Taiwanese Mandopop boyband JPM has released two studio albums as of 2012.

After they had separated from the Lollipop group in 2009, former members Qiu Wang Zi and Liao Xiao Jie had been undergoing a series of secret training. On the day of A Legend Star's first anniversary, the two of them decided to get back together and form a new group called JPM, alongside Qiu Wang Zi's brother, Mao Di, on January 11, 2011. While the two members were part of Lollipop before, Qiu Mao Di was a former member of Choc7 group until 2010.

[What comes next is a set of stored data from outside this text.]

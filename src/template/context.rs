// Copyright 2026, Jeroen van Erp <jeroen@geeko.me>
// SPDX-License-Identifier: Apache-2.0

//! Data exposed to the cluster secret template.

use crate::constants::BASE_LABEL;
use crate::error::{BridgeError, Result};
use crate::kkp::UserCluster;
use crate::types::Project;
use serde::{Deserialize, Serialize};
use std::collections::BTreeMap;

/// Everything a cluster secret template can reference.
#[derive(Serialize, Debug, Clone)]
pub struct TemplateContext {
    pub cluster: ClusterContext,
    pub project: ProjectContext,
    /// Project labels overlaid by cluster labels, cluster wins
    pub labels: BTreeMap<String, String>,
    /// Project annotations overlaid by cluster annotations, cluster wins
    pub annotations: BTreeMap<String, String>,
    pub credentials: CredentialsContext,
    pub base_label: String,
    /// Discriminator when several KKP installations share one namespace,
    /// empty when unset
    pub kkp_cluster_name: String,
}

#[derive(Serialize, Debug, Clone)]
pub struct ClusterContext {
    pub id: String,
    pub name: String,
    pub seed: String,
    pub labels: BTreeMap<String, String>,
    pub annotations: BTreeMap<String, String>,
    /// Raw admin kubeconfig, for templates embedding it wholesale
    pub kubeconfig: String,
}

#[derive(Serialize, Debug, Clone, Default)]
pub struct ProjectContext {
    pub id: String,
    pub name: String,
    pub labels: BTreeMap<String, String>,
    pub annotations: BTreeMap<String, String>,
}

/// Connection fields extracted from the cluster's admin kubeconfig.
/// Certificate and key fields keep the base64 encoding they have in the
/// kubeconfig, matching what Argo CD expects in its cluster config.
#[derive(Serialize, Debug, Clone, Default)]
pub struct CredentialsContext {
    pub server: String,
    pub ca_data: String,
    pub cert_data: String,
    pub key_data: String,
    pub token: String,
}

impl TemplateContext {
    /// Assemble the context for one user cluster. Fails when the admin
    /// kubeconfig cannot be decoded; such failures abort only this
    /// cluster's sync.
    pub fn build(
        cluster: &UserCluster,
        project: Option<&Project>,
        kkp_cluster_name: Option<&str>,
    ) -> Result<Self> {
        let kubeconfig = String::from_utf8(cluster.kubeconfig.clone())
            .map_err(|e| BridgeError::CredentialDecode(format!("kubeconfig is not UTF-8: {}", e)))?;
        let credentials = CredentialsContext::from_kubeconfig(&kubeconfig)?;

        let project_ctx = match project {
            Some(p) => ProjectContext {
                id: p.id(),
                name: p.display_name().to_string(),
                labels: p.labels_map(),
                annotations: p.annotations_map(),
            },
            None => ProjectContext::default(),
        };

        let mut labels = project_ctx.labels.clone();
        labels.extend(cluster.labels.clone());
        let mut annotations = project_ctx.annotations.clone();
        annotations.extend(cluster.annotations.clone());

        Ok(TemplateContext {
            cluster: ClusterContext {
                id: cluster.id.clone(),
                name: cluster.name.clone(),
                seed: cluster.seed.clone(),
                labels: cluster.labels.clone(),
                annotations: cluster.annotations.clone(),
                kubeconfig,
            },
            project: project_ctx,
            labels,
            annotations,
            credentials,
            base_label: BASE_LABEL.to_string(),
            kkp_cluster_name: kkp_cluster_name.unwrap_or_default().to_string(),
        })
    }
}

impl CredentialsContext {
    /// Pick the connection fields of the current context out of a
    /// kubeconfig. Only the fields the template needs are parsed.
    pub fn from_kubeconfig(kubeconfig: &str) -> Result<Self> {
        let raw: RawKubeconfig = serde_yaml::from_str(kubeconfig)
            .map_err(|e| BridgeError::CredentialDecode(format!("invalid kubeconfig: {}", e)))?;

        let context = match &raw.current_context {
            Some(name) => raw.contexts.iter().find(|c| &c.name == name),
            None => raw.contexts.first(),
        }
        .map(|c| &c.context);

        let cluster = match context {
            Some(ctx) => raw.clusters.iter().find(|c| c.name == ctx.cluster),
            None => raw.clusters.first(),
        }
        .ok_or_else(|| {
            BridgeError::CredentialDecode("kubeconfig contains no cluster entry".to_string())
        })?;

        let user = match context.and_then(|ctx| ctx.user.as_ref()) {
            Some(name) => raw.users.iter().find(|u| &u.name == name),
            None => raw.users.first(),
        }
        .map(|u| u.user.clone())
        .unwrap_or_default();

        Ok(CredentialsContext {
            server: cluster.cluster.server.clone(),
            ca_data: cluster
                .cluster
                .certificate_authority_data
                .clone()
                .unwrap_or_default(),
            cert_data: user.client_certificate_data.unwrap_or_default(),
            key_data: user.client_key_data.unwrap_or_default(),
            token: user.token.unwrap_or_default(),
        })
    }
}

#[derive(Deserialize)]
struct RawKubeconfig {
    #[serde(default)]
    clusters: Vec<NamedCluster>,
    #[serde(default)]
    users: Vec<NamedUser>,
    #[serde(default)]
    contexts: Vec<NamedContext>,
    #[serde(rename = "current-context", default)]
    current_context: Option<String>,
}

#[derive(Deserialize)]
struct NamedCluster {
    name: String,
    cluster: ClusterEndpoint,
}

#[derive(Deserialize)]
struct ClusterEndpoint {
    server: String,
    #[serde(rename = "certificate-authority-data", default)]
    certificate_authority_data: Option<String>,
}

#[derive(Deserialize)]
struct NamedUser {
    name: String,
    user: UserAuth,
}

#[derive(Deserialize, Clone, Default)]
struct UserAuth {
    #[serde(rename = "client-certificate-data", default)]
    client_certificate_data: Option<String>,
    #[serde(rename = "client-key-data", default)]
    client_key_data: Option<String>,
    #[serde(default)]
    token: Option<String>,
}

#[derive(Deserialize)]
struct NamedContext {
    name: String,
    context: ContextRef,
}

#[derive(Deserialize)]
struct ContextRef {
    cluster: String,
    #[serde(default)]
    user: Option<String>,
}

On August 26, 2011, JPM released Moonwalk album. Their single, Moonwalk features a million-dollar music video in which the boys perform a spectacular "space dance" tailor-made for them by famous Taiwan dance choreographer Terry Lin.  Aside from the music video, JPM members also contributed with the making of their album as Liao filled the role of the producer for part of the album, while Qiu Wang Zi is the lyricist of three songs and composer of two songs in the album. In addition with the ten songs listed, the album also includes a Cantonese version of "因為有你" (Because of You). On August 29, three days after its release, the album sales reached more than 50,000 copies. On January 25, JPM released a Japanese version for Moonwalk album. The album consists of Normal Edition and First Press Limited Edition, which comes with a bonus DVD containing five music videos, one-hour music special, and interview footage.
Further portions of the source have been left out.